→ What is required:
Extract the complete data exactly as given.

→ Task material:
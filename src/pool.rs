use std::time::Duration;

use crate::error::SqlRepoError;
use crate::translation::PlaceholderStyle;
use crate::typed::AnyIdle;
use crate::typed::any::style_for;
use crate::types::DatabaseType;

#[cfg(feature = "postgres")]
use crate::postgres::{PgConnection, PgManager};
#[cfg(feature = "sqlite")]
use crate::sqlite::{SqliteConnection, SqliteManager};

pub(crate) const DEFAULT_MAX_SIZE: u32 = 10;
pub(crate) const DEFAULT_CONNECTION_TIMEOUT: Duration = Duration::from_secs(30);

/// Connection pool for one of the supported backends.
#[derive(Clone)]
pub enum RepoPool {
    #[cfg(feature = "postgres")]
    Postgres(bb8::Pool<PgManager>),
    #[cfg(feature = "sqlite")]
    Sqlite(bb8::Pool<SqliteManager>),
}

impl std::fmt::Debug for RepoPool {
    fn fmt(&self, f: &mut std::fmt::Formatter<'_>) -> std::fmt::Result {
        match self {
            #[cfg(feature = "postgres")]
            Self::Postgres(pool) => f.debug_tuple("Postgres").field(&pool.state()).finish(),
            #[cfg(feature = "sqlite")]
            Self::Sqlite(pool) => f.debug_tuple("Sqlite").field(&pool.state()).finish(),
        }
    }
}

/// A pool plus the settings every connection checked out of it inherits.
///
/// Cheap to clone; clones share the pool.
#[derive(Clone, Debug)]
pub struct ConfigAndPool {
    pub pool: RepoPool,
    pub db_type: DatabaseType,
    /// Default for translating `$N`/`?N` in caller-supplied SQL.
    pub translate_placeholders: bool,
}

impl ConfigAndPool {
    /// Check out an idle connection.
    ///
    /// # Errors
    /// Returns `SqlRepoError::ConnectionError` if the pool cannot hand out a connection in time.
    pub async fn checkout(&self) -> Result<AnyIdle, SqlRepoError> {
        match &self.pool {
            #[cfg(feature = "postgres")]
            RepoPool::Postgres(pool) => Ok(AnyIdle::Postgres(
                PgConnection::from_pool(pool, self.translate_placeholders).await?,
            )),
            #[cfg(feature = "sqlite")]
            RepoPool::Sqlite(pool) => Ok(AnyIdle::Sqlite(
                SqliteConnection::from_pool(pool, self.translate_placeholders).await?,
            )),
        }
    }

    #[must_use]
    pub fn placeholder_style(&self) -> PlaceholderStyle {
        style_for(self.db_type)
    }
}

→ Solution:
filename src/pool.rs
use std::time::Duration;

use crate::error::SqlRepoError;
use crate::translation::PlaceholderStyle;
use crate::typed::AnyIdle;
use crate::typed::any::style_for;
use crate::types::DatabaseType;

#[cfg(feature = "postgres")]
use crate::postgres::{PgConnection, PgManager};
#[cfg(feature = "sqlite")]
use crate::sqlite::{SqliteConnection, SqliteManager};

pub(crate) const DEFAULT_MAX_SIZE: u32 = 10;
pub(crate) const DEFAULT_CONNECTION_TIMEOUT: Duration = Duration::from_secs(30);

/// Connection pool for one of the supported backends.
#[derive(Clone)]
pub enum RepoPool {
    #[cfg(feature = "postgres")]
    Postgres(bb8::Pool<PgManager>),
    #[cfg(feature = "sqlite")]
    Sqlite(bb8::Pool<SqliteManager>),
}

impl std::fmt::Debug for RepoPool {
    fn fmt(&self, f: &mut std::fmt::Formatter<'_>) -> std::fmt::Result {
        match self {
            #[cfg(feature = "postgres")]
            Self::Postgres(pool) => f.debug_tuple("Postgres").field(&pool.state()).finish(),
            #[cfg(feature = "sqlite")]
            Self::Sqlite(pool) => f.debug_tuple("Sqlite").field(&pool.state()).finish(),
        }
    }
}

/// A pool plus the settings every connection checked out of it inherits.
///
/// Cheap to clone; clones share the pool.
#[derive(Clone, Debug)]
pub struct ConfigAndPool {
    pub pool: RepoPool,
    pub db_type: DatabaseType,
    /// Default for translating `$N`/`?N` in caller-supplied SQL.
    pub translate_placeholders: bool,
}

impl ConfigAndPool {
    /// Check out an idle connection.
    ///
    /// # Errors
    /// Returns `SqlRepoError::ConnectionError` if the pool cannot hand out a connection in time.
    pub async fn checkout(&self) -> Result<AnyIdle, SqlRepoError> {
        match &self.pool {
            #[cfg(feature = "postgres")]
            RepoPool::Postgres(pool) => Ok(AnyIdle::Postgres(
                PgConnection::from_pool(pool, self.translate_placeholders).await?,
            )),
            #[cfg(feature = "sqlite")]
            RepoPool::Sqlite(pool) => Ok(AnyIdle::Sqlite(
                SqliteConnection::from_pool(pool, self.translate_placeholders).await?,
            )),
        }
    }

    #[must_use]
    pub fn placeholder_style(&self) -> PlaceholderStyle {
        style_for(self.db_type)
    }
}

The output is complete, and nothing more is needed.